The task ▸
Where the string "pastes" appears in a line of the data, show that line.
□ □ □ □ □
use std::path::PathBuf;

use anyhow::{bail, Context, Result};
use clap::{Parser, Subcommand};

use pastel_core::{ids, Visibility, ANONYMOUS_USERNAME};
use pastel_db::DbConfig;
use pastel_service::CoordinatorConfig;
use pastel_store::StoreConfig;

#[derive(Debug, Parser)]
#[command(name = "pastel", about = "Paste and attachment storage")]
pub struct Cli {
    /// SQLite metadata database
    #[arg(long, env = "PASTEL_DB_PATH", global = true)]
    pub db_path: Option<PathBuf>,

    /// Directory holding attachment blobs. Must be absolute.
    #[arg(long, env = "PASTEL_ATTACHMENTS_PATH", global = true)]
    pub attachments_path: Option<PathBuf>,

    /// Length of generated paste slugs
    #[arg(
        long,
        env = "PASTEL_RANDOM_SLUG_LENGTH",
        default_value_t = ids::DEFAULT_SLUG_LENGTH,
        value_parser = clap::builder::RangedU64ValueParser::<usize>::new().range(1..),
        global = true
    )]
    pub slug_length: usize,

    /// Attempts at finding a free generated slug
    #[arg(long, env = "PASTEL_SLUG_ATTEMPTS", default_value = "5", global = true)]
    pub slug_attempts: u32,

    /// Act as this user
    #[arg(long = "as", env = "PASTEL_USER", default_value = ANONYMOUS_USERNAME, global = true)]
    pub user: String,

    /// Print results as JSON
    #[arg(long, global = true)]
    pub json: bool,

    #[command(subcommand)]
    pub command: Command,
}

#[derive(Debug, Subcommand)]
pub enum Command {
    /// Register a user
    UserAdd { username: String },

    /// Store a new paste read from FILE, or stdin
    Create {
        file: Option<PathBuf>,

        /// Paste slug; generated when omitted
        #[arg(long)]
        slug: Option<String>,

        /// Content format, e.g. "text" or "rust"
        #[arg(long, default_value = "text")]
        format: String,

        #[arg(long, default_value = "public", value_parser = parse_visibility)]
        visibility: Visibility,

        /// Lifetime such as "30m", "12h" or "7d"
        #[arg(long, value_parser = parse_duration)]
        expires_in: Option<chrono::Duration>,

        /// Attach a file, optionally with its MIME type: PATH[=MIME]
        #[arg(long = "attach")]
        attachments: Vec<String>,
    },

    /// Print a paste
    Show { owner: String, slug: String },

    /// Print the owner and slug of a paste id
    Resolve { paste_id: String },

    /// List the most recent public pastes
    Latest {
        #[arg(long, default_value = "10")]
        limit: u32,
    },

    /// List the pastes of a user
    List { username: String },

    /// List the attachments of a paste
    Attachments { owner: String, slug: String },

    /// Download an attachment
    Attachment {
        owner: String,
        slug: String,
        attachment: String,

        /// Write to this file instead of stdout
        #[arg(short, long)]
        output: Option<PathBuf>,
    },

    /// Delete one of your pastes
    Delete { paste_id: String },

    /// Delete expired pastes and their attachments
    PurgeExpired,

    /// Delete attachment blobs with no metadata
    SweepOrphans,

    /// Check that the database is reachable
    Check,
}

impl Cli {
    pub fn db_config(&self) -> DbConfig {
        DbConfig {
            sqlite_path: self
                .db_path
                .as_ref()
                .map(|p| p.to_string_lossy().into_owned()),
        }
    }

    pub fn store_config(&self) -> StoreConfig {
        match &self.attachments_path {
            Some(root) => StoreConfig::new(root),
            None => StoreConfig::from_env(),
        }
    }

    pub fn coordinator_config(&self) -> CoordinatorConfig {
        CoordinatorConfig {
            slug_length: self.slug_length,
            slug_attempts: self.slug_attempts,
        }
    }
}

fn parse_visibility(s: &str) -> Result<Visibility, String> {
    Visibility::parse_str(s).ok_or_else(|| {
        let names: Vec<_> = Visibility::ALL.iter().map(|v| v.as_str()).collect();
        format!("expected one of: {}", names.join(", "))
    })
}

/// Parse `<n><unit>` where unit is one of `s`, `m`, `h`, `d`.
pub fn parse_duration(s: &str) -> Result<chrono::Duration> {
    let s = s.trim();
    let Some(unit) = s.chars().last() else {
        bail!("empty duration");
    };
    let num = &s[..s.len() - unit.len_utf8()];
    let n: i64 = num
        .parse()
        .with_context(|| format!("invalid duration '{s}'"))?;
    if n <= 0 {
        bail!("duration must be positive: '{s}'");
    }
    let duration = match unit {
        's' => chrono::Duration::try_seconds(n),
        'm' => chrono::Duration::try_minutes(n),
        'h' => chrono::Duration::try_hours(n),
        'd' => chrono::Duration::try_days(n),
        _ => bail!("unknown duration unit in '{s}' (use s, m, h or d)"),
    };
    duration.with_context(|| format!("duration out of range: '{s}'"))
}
□ □ □ □ □
Answer section ▸
    /// List the most recent public pastes
    /// List the pastes of a user
    /// Delete one of your pastes
    /// Delete expired pastes and their attachments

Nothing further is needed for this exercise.